- **Record set**:
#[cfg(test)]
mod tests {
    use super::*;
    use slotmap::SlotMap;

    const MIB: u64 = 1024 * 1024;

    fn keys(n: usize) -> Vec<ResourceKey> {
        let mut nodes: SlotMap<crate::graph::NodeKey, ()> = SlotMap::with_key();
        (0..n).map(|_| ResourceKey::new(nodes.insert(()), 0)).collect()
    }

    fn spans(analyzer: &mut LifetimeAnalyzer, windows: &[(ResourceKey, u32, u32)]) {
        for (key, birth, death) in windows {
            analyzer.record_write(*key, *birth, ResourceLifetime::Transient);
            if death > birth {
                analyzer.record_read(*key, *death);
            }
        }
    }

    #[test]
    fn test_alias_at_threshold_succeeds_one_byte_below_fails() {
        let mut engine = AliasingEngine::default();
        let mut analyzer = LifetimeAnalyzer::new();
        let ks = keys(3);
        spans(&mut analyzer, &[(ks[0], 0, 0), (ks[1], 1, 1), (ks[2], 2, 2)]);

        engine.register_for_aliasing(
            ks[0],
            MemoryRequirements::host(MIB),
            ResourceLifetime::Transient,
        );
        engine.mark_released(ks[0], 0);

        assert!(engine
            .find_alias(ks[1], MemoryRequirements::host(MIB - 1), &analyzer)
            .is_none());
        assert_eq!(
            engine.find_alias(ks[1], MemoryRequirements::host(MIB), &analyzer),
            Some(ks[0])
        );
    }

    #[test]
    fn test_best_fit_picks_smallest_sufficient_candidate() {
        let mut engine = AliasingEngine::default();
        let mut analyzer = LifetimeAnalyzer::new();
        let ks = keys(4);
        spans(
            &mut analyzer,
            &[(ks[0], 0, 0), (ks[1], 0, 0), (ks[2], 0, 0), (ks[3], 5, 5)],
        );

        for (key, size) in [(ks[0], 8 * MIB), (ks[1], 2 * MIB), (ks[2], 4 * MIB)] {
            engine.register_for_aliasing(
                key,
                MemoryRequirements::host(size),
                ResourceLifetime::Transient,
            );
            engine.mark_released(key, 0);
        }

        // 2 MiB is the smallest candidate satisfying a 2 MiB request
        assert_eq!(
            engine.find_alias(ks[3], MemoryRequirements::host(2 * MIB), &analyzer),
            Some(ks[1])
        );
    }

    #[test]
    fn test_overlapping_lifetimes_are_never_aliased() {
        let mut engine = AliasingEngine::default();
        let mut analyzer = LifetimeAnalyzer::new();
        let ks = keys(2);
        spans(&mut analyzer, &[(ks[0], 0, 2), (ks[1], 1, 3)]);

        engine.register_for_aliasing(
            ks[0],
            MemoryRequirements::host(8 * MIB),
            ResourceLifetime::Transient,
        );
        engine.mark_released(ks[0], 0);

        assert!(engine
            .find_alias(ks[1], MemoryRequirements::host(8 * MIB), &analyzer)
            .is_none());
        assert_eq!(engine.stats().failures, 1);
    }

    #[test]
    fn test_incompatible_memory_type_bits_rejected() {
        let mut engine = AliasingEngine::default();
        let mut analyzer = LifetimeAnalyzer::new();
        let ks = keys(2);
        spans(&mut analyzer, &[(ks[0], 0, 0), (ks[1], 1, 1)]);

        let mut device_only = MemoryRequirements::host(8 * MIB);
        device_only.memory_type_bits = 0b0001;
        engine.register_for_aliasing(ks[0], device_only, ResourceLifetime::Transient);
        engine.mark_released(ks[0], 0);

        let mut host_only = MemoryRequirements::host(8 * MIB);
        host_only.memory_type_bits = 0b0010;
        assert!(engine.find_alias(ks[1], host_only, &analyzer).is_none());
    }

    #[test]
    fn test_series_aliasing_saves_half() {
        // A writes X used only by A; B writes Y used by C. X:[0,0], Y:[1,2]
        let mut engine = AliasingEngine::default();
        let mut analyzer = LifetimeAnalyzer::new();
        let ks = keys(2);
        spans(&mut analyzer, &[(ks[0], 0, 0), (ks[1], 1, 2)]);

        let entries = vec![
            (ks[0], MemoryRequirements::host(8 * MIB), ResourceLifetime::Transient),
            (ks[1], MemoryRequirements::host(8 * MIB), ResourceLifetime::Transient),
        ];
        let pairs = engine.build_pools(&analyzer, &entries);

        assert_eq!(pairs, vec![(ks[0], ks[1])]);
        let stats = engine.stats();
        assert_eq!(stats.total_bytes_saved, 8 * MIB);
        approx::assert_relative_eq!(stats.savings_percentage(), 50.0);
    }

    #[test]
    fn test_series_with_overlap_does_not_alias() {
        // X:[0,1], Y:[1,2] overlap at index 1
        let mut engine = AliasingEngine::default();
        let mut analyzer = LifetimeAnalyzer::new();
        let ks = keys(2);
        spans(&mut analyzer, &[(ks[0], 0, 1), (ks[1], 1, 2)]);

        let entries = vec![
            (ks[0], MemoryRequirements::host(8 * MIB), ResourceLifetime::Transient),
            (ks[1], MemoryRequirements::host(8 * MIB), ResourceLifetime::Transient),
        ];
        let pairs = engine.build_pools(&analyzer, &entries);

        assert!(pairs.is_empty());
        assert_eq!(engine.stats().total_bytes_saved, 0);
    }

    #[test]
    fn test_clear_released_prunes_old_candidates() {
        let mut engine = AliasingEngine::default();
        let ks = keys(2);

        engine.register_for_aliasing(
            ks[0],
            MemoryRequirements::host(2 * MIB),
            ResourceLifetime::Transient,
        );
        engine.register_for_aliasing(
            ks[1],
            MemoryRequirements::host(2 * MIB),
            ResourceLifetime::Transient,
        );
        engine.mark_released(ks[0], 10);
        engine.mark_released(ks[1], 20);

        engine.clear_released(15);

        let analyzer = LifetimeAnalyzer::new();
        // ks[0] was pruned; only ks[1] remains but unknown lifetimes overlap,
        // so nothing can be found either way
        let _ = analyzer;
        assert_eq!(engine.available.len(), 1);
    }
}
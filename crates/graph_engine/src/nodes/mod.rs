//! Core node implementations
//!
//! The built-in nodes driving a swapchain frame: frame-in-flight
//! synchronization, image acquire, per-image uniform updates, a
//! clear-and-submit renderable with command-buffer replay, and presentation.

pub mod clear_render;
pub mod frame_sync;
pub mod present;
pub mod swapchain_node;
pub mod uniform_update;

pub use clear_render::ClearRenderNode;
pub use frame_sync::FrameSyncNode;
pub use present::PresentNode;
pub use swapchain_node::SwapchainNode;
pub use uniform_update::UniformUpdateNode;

- **Assignment**: Leaving no line out, return the data above verbatim.

- **Final answer**:
#[cfg(test)]
mod tests {
    use super::*;
    use slotmap::SlotMap;

    const MIB: u64 = 1024 * 1024;

    fn keys(n: usize) -> Vec<ResourceKey> {
        let mut nodes: SlotMap<crate::graph::NodeKey, ()> = SlotMap::with_key();
        (0..n).map(|_| ResourceKey::new(nodes.insert(()), 0)).collect()
    }

    fn spans(analyzer: &mut LifetimeAnalyzer, windows: &[(ResourceKey, u32, u32)]) {
        for (key, birth, death) in windows {
            analyzer.record_write(*key, *birth, ResourceLifetime::Transient);
            if death > birth {
                analyzer.record_read(*key, *death);
            }
        }
    }

    #[test]
    fn test_alias_at_threshold_succeeds_one_byte_below_fails() {
        let mut engine = AliasingEngine::default();
        let mut analyzer = LifetimeAnalyzer::new();
        let ks = keys(3);
        spans(&mut analyzer, &[(ks[0], 0, 0), (ks[1], 1, 1), (ks[2], 2, 2)]);

        engine.register_for_aliasing(
            ks[0],
            MemoryRequirements::host(MIB),
            ResourceLifetime::Transient,
        );
        engine.mark_released(ks[0], 0);

        assert!(engine
            .find_alias(ks[1], MemoryRequirements::host(MIB - 1), &analyzer)
            .is_none());
        assert_eq!(
            engine.find_alias(ks[1], MemoryRequirements::host(MIB), &analyzer),
            Some(ks[0])
        );
    }

    #[test]
    fn test_best_fit_picks_smallest_sufficient_candidate() {
        let mut engine = AliasingEngine::default();
        let mut analyzer = LifetimeAnalyzer::new();
        let ks = keys(4);
        spans(
            &mut analyzer,
            &[(ks[0], 0, 0), (ks[1], 0, 0), (ks[2], 0, 0), (ks[3], 5, 5)],
        );

        for (key, size) in [(ks[0], 8 * MIB), (ks[1], 2 * MIB), (ks[2], 4 * MIB)] {
            engine.register_for_aliasing(
                key,
                MemoryRequirements::host(size),
                ResourceLifetime::Transient,
            );
            engine.mark_released(key, 0);
        }

        // 2 MiB is the smallest candidate satisfying a 2 MiB request
        assert_eq!(
            engine.find_alias(ks[3], MemoryRequirements::host(2 * MIB), &analyzer),
            Some(ks[1])
        );
    }

    #[test]
    fn test_overlapping_lifetimes_are_never_aliased() {
        let mut engine = AliasingEngine::default();
        let mut analyzer = LifetimeAnalyzer::new();
        let ks = keys(2);
        spans(&mut analyzer, &[(ks[0], 0, 2), (ks[1], 1, 3)]);

        engine.register_for_aliasing(
            ks[0],
            MemoryRequirements::host(8 * MIB),
            ResourceLifetime::Transient,
        );
        engine.mark_released(ks[0], 0);

        assert!(engine
            .find_alias(ks[1], MemoryRequirements::host(8 * MIB), &analyzer)
            .is_none());
        assert_eq!(engine.stats().failures, 1);
    }

    #[test]
    fn test_incompatible_memory_type_bits_rejected() {
        let mut engine = AliasingEngine::default();
        let mut analyzer = LifetimeAnalyzer::new();
        let ks = keys(2);
        spans(&mut analyzer, &[(ks[0], 0, 0), (ks[1], 1, 1)]);

        let mut device_only = MemoryRequirements::host(8 * MIB);
        device_only.memory_type_bits = 0b0001;
        engine.register_for_aliasing(ks[0], device_only, ResourceLifetime::Transient);
        engine.mark_released(ks[0], 0);

        let mut host_only = MemoryRequirements::host(8 * MIB);
        host_only.memory_type_bits = 0b0010;
        assert!(engine.find_alias(ks[1], host_only, &analyzer).is_none());
    }

    #[test]
    fn test_series_aliasing_saves_half() {
        // A writes X used only by A; B writes Y used by C. X:[0,0], Y:[1,2]
        let mut engine = AliasingEngine::default();
        let mut analyzer = LifetimeAnalyzer::new();
        let ks = keys(2);
        spans(&mut analyzer, &[(ks[0], 0, 0), (ks[1], 1, 2)]);

        let entries = vec![
            (ks[0], MemoryRequirements::host(8 * MIB), ResourceLifetime::Transient),
            (ks[1], MemoryRequirements::host(8 * MIB), ResourceLifetime::Transient),
        ];
        let pairs = engine.build_pools(&analyzer, &entries);

        assert_eq!(pairs, vec![(ks[0], ks[1])]);
        let stats = engine.stats();
        assert_eq!(stats.total_bytes_saved, 8 * MIB);
        approx::assert_relative_eq!(stats.savings_percentage(), 50.0);
    }

    #[test]
    fn test_series_with_overlap_does_not_alias() {
        // X:[0,1], Y:[1,2] overlap at index 1
        let mut engine = AliasingEngine::default();
        let mut analyzer = LifetimeAnalyzer::new();
        let ks = keys(2);
        spans(&mut analyzer, &[(ks[0], 0, 1), (ks[1], 1, 2)]);

        let entries = vec![
            (ks[0], MemoryRequirements::host(8 * MIB), ResourceLifetime::Transient),
            (ks[1], MemoryRequirements::host(8 * MIB), ResourceLifetime::Transient),
        ];
        let pairs = engine.build_pools(&analyzer, &entries);

        assert!(pairs.is_empty());
        assert_eq!(engine.stats().total_bytes_saved, 0);
    }

    #[test]
    fn test_clear_released_prunes_old_candidates() {
        let mut engine = AliasingEngine::default();
        let ks = keys(2);

        engine.register_for_aliasing(
            ks[0],
            MemoryRequirements::host(2 * MIB),
            ResourceLifetime::Transient,
        );
        engine.register_for_aliasing(
            ks[1],
            MemoryRequirements::host(2 * MIB),
            ResourceLifetime::Transient,
        );
        engine.mark_released(ks[0], 10);
        engine.mark_released(ks[1], 20);

        engine.clear_released(15);

        let analyzer = LifetimeAnalyzer::new();
        // ks[0] was pruned; only ks[1] remains but unknown lifetimes overlap,
        // so nothing can be found either way
        let _ = analyzer;
        assert_eq!(engine.available.len(), 1);
    }
}
filename crates/graph_engine/src/nodes/mod.rs
//! Core node implementations
//!
//! The built-in nodes driving a swapchain frame: frame-in-flight
//! synchronization, image acquire, per-image uniform updates, a
//! clear-and-submit renderable with command-buffer replay, and presentation.

pub mod clear_render;
pub mod frame_sync;
pub mod present;
pub mod swapchain_node;
pub mod uniform_update;

pub use clear_render::ClearRenderNode;
pub use frame_sync::FrameSyncNode;
pub use present::PresentNode;
pub use swapchain_node::SwapchainNode;
pub use uniform_update::UniformUpdateNode;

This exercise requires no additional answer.